### DIRECTIONS FOR THIS TASK
Look through the material that follows and show every line with the string "return".

►

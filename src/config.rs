//! Configuration management for mangawatch.
//!
//! Values come from environment variables, optionally seeded from a `.env`
//! file in the local data directory. Every value has a default, so a fresh
//! install works against a scraper running on localhost.
//!
//! Lookup order:
//! 1. Environment variables (highest priority)
//! 2. `.env` file in the local data directory
//! 3. Built-in defaults

use std::{env, io::ErrorKind, path::PathBuf, time::Duration};

use crate::types::GroupPreference;

pub const DEFAULT_SCRAPER_URL: &str = "http://localhost:8000/api/scrape-manga";
pub const DEFAULT_REQUEST_TIMEOUT_SECS: u64 = 90;

/// Loads environment variables from `<data_local_dir>/mangawatch/.env`.
///
/// The data directory is created when missing. A missing `.env` file is not
/// an error; a malformed one is.
///
/// # Directory Structure
///
/// - Linux: `~/.local/share/mangawatch/.env`
/// - macOS: `~/Library/Application Support/mangawatch/.env`
/// - Windows: `%LOCALAPPDATA%/mangawatch/.env`
pub async fn load_env() -> Result<(), String> {
    let path = data_dir().join(".env");
    if let Some(parent) = path.parent() {
        async_fs::create_dir_all(parent)
            .await
            .map_err(|e| e.to_string())?;
    }

    match dotenv::from_path(&path) {
        Ok(()) => Ok(()),
        Err(dotenv::Error::Io(e)) if e.kind() == ErrorKind::NotFound => Ok(()),
        Err(e) => Err(format!("{}: {}", path.display(), e)),
    }
}

/// Directory holding the `.env` file and the persisted watchlist.
pub fn data_dir() -> PathBuf {
    let mut path = dirs::data_local_dir().unwrap_or_else(|| PathBuf::from("."));
    path.push("mangawatch");
    path
}

/// Endpoint of the scraper service (`MANGAWATCH_SCRAPER_URL`).
pub fn scraper_url() -> String {
    env::var("MANGAWATCH_SCRAPER_URL")
        .ok()
        .map(|url| url.trim().to_string())
        .filter(|url| !url.is_empty())
        .unwrap_or_else(|| DEFAULT_SCRAPER_URL.to_string())
}

/// Group preference used when `check` is called without one
/// (`MANGAWATCH_GROUP`). `any` or `*` means no preference.
pub fn preferred_group() -> Option<GroupPreference> {
    env::var("MANGAWATCH_GROUP")
        .ok()
        .and_then(|raw| raw.parse().ok())
}

/// Per-request timeout of the scraper client
/// (`MANGAWATCH_REQUEST_TIMEOUT_SECS`).
pub fn request_timeout() -> Option<Duration> {
    parse_timeout(env::var("MANGAWATCH_REQUEST_TIMEOUT_SECS").ok().as_deref())
}

/// `0` disables the timeout, unset or garbage falls back to the default.
pub fn parse_timeout(raw: Option<&str>) -> Option<Duration> {
    let secs = raw
        .and_then(|r| r.trim().parse::<u64>().ok())
        .unwrap_or(DEFAULT_REQUEST_TIMEOUT_SECS);

    if secs == 0 {
        None
    } else {
        Some(Duration::from_secs(secs))
    }
}
use std::{io::ErrorKind, path::PathBuf};

use tracing::debug;

use crate::{config, error::WatchlistError, utils};

pub const WATCHLIST_FILE: &str = "watchlist.json";

/// The ordered list of series links the user follows, persisted as JSON.
pub struct WatchlistManager {
    path: PathBuf,
    urls: Vec<String>,
}

impl WatchlistManager {
    pub fn new(path: PathBuf) -> Self {
        Self {
            path,
            urls: Vec::new(),
        }
    }

    pub fn at_default_location() -> Self {
        Self::new(config::data_dir().join(WATCHLIST_FILE))
    }

    /// Loads the list from disk. A missing file is an empty watchlist.
    pub async fn load(mut self) -> Result<Self, WatchlistError> {
        let json = match async_fs::read_to_string(&self.path).await {
            Ok(json) => json,
            Err(e) if e.kind() == ErrorKind::NotFound => {
                debug!(path = %self.path.display(), "no watchlist on disk yet");
                self.urls.clear();
                return Ok(self);
            }
            Err(e) => return Err(e.into()),
        };

        let urls: Vec<String> = serde_json::from_str(&json)?;
        self.urls = utils::dedup_ids(urls);
        Ok(self)
    }

    pub async fn persist(&self) -> Result<(), WatchlistError> {
        if let Some(parent) = self.path.parent() {
            async_fs::create_dir_all(parent).await?;
        }

        let json = serde_json::to_string_pretty(&self.urls)?;
        async_fs::write(&self.path, json).await?;
        debug!(path = %self.path.display(), count = self.urls.len(), "watchlist persisted");
        Ok(())
    }

    /// Adds a link unless it is blank or already followed.
    pub fn add(&mut self, url: &str) -> bool {
        let url = url.trim();
        if url.is_empty() || self.has(url) {
            return false;
        }
        self.urls.push(url.to_string());
        true
    }

    pub fn remove(&mut self, url: &str) -> bool {
        let url = url.trim();
        let before = self.urls.len();
        self.urls.retain(|u| u != url);
        self.urls.len() != before
    }

    pub fn replace(&mut self, urls: Vec<String>) {
        self.urls = utils::dedup_ids(urls);
    }

    pub fn clear(&mut self) {
        self.urls.clear();
    }

    pub fn has(&self, url: &str) -> bool {
        self.urls.iter().any(|u| u == url)
    }

    pub fn urls(&self) -> &[String] {
        &self.urls
    }

    pub fn path(&self) -> &PathBuf {
        &self.path
    }
}
//! 应用层 - 命令（写操作）
//!
//! CQRS 命令侧：处理所有写操作

mod draft_commands;

pub mod handlers;

pub use draft_commands::*;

◄

### RESULT OF THE TASK
                return Ok(self);
            Err(e) => return Err(e.into()),
            return false;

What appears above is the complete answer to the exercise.